WORK TASK =>
From the listing below, work out how many lines contain "ApiError"; the answer is that number and nothing more.

---------- RECORDS SHOWN ----------

//! # Error Types
//!
//! Domain-specific error types for grooso-core.
//!
//! ## Error Hierarchy
//! ```text
//! ┌─────────────────────────────────────────────────────────────────────────┐
//! │                         Error Types                                     │
//! │                                                                         │
//! │  grooso-core errors (this file)                                        │
//! │  ├── CoreError        - Business rule failures                         │
//! │  └── ValidationError  - Input validation failures                      │
//! │                                                                         │
//! │  grooso-store errors (separate crate)                                  │
//! │  └── StoreError       - Key-value store failures                       │
//! │                                                                         │
//! │  Storefront errors (in app)                                            │
//! │  └── ApiError         - What callers see (code + message)              │
//! │                                                                         │
//! │  Flow: ValidationError → CoreError → ApiError → caller                 │
//! └─────────────────────────────────────────────────────────────────────────┘
//! ```
//!
//! Cart mutations themselves never fail: unknown ids are no-ops and
//! non-positive quantities mean removal. These errors cover the edges around
//! the cart (catalog lookups, checkout).

use thiserror::Error;

// =============================================================================
// Core Error
// =============================================================================

/// Core business logic errors.
#[derive(Debug, Error)]
pub enum CoreError {
    /// Product id is not in the catalog.
    #[error("Product not found: {0}")]
    ProductNotFound(String),

    /// Product exists but cannot be ordered right now.
    ///
    /// ## When This Occurs
    /// - Adding a product whose `in_stock` flag is false
    #[error("{name} is out of stock")]
    OutOfStock { product_id: String, name: String },

    /// Checkout attempted with nothing in the cart.
    #[error("Cart is empty")]
    EmptyCart,

    /// Validation error (wraps ValidationError).
    #[error("Validation error: {0}")]
    Validation(#[from] ValidationError),
}

// =============================================================================
// Validation Error
// =============================================================================

/// Input validation errors.
#[derive(Debug, Error)]
pub enum ValidationError {
    /// A required field is missing or empty.
    #[error("{field} is required")]
    Required { field: String },

    /// Field value is too long.
    #[error("{field} must be at most {max} characters")]
    TooLong { field: String, max: usize },

    /// Numeric value must not be negative.
    #[error("{field} must not be negative")]
    MustNotBeNegative { field: String },

    /// Numeric value must be at least 1.
    #[error("{field} must be positive")]
    MustBePositive { field: String },

    /// Invalid format.
    #[error("{field} has invalid format: {reason}")]
    InvalidFormat { field: String, reason: String },
}

// =============================================================================
// Result Type Alias
// =============================================================================

/// Convenience type alias for Results with CoreError.
pub type CoreResult<T> = Result<T, CoreError>;

// =============================================================================
// Unit Tests
// =============================================================================
//! # Store Error Types
//!
//! Error types for key-value store operations.
//!
//! ## Error Flow
//! ```text
//! ┌─────────────────────────────────────────────────────────────────────────┐
//! │                    Error Propagation                                    │
//! │                                                                         │
//! │  sqlx::Error / serde_json::Error                                       │
//! │       │                                                                 │
//! │       ▼                                                                 │
//! │  StoreError (this module) ← Adds context and categorization            │
//! │       │                                                                 │
//! │       ├──► CartStore: logged, in-memory cart kept (write-through)      │
//! │       │                                                                 │
//! │       ▼                                                                 │
//! │  ApiError (in storefront) ← Only for startup failures                  │
//! └─────────────────────────────────────────────────────────────────────────┘
//! ```

use thiserror::Error;

/// Key-value store errors.
#[derive(Debug, Error)]
pub enum StoreError {
    /// Database connection failed.
    ///
    /// ## When This Occurs
    /// - Database file can't be created
    /// - File permissions issue
    /// - Disk full
    #[error("Connection failed: {0}")]
    ConnectionFailed(String),

    /// Migration failed.
    #[error("Migration failed: {0}")]
    MigrationFailed(String),

    /// Query execution failed.
    #[error("Query failed: {0}")]
    QueryFailed(String),

    /// Pool exhausted (all connections in use).
    #[error("Connection pool exhausted")]
    PoolExhausted,

    /// Value could not be encoded for storage.
    #[error("Serialization failed: {0}")]
    Serialization(String),

    /// The runtime backing the synchronous facade could not be built.
    #[error("Runtime unavailable: {0}")]
    Runtime(String),

    /// Internal store error (e.g. poisoned lock).
    #[error("Internal store error: {0}")]
    Internal(String),
}

/// Convert sqlx errors to StoreError.
///
/// ## Error Mapping
/// ```text
/// sqlx::Error::Database       → StoreError::QueryFailed
/// sqlx::Error::PoolTimedOut   → StoreError::PoolExhausted
/// sqlx::Error::PoolClosed     → StoreError::ConnectionFailed
/// Other                       → StoreError::Internal
/// ```
impl From<sqlx::Error> for StoreError {
    fn from(err: sqlx::Error) -> Self {
        match err {
            sqlx::Error::Database(db_err) => StoreError::QueryFailed(db_err.message().to_string()),
            sqlx::Error::PoolTimedOut => StoreError::PoolExhausted,
            sqlx::Error::PoolClosed => StoreError::ConnectionFailed("Pool is closed".to_string()),
            _ => StoreError::Internal(err.to_string()),
        }
    }
}

impl From<sqlx::migrate::MigrateError> for StoreError {
    fn from(err: sqlx::migrate::MigrateError) -> Self {
        StoreError::MigrationFailed(err.to_string())
    }
}

impl From<serde_json::Error> for StoreError {
    fn from(err: serde_json::Error) -> Self {
        StoreError::Serialization(err.to_string())
    }
}

impl From<std::io::Error> for StoreError {
    fn from(err: std::io::Error) -> Self {
        StoreError::Runtime(err.to_string())
    }
}

/// Result type for store operations.
pub type StoreResult<T> = Result<T, StoreError>;
//! # Storefront Commands
//!
//! Every operation the storefront exposes.
//!
//! ## Command Organization
//! ```text
//! commands/
//! ├── mod.rs       ◄─── You are here (exports)
//! ├── catalog.rs   ◄─── Product listing and lookup
//! ├── cart.rs      ◄─── Cart manipulation
//! ├── checkout.rs  ◄─── Order placement
//! └── session.rs   ◄─── Logout
//! ```
//!
//! ## State Passing
//! Each command takes only the state it needs, by reference:
//! ```rust,ignore
//! // Only needs the cart
//! fn get_cart(cart: &CartStore)
//!
//! // Needs the catalog and the cart
//! fn add_to_cart(catalog: &dyn CatalogProvider, cart: &mut CartStore, ..)
//! ```
//! Results serialize to camelCase JSON; failures are [`ApiError`](crate::error::ApiError).

pub mod cart;
pub mod catalog;
pub mod checkout;
pub mod session;

pub use cart::CartResponse;
pub use catalog::ProductDto;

----------

REPLY TO THE EXERCISE =>
4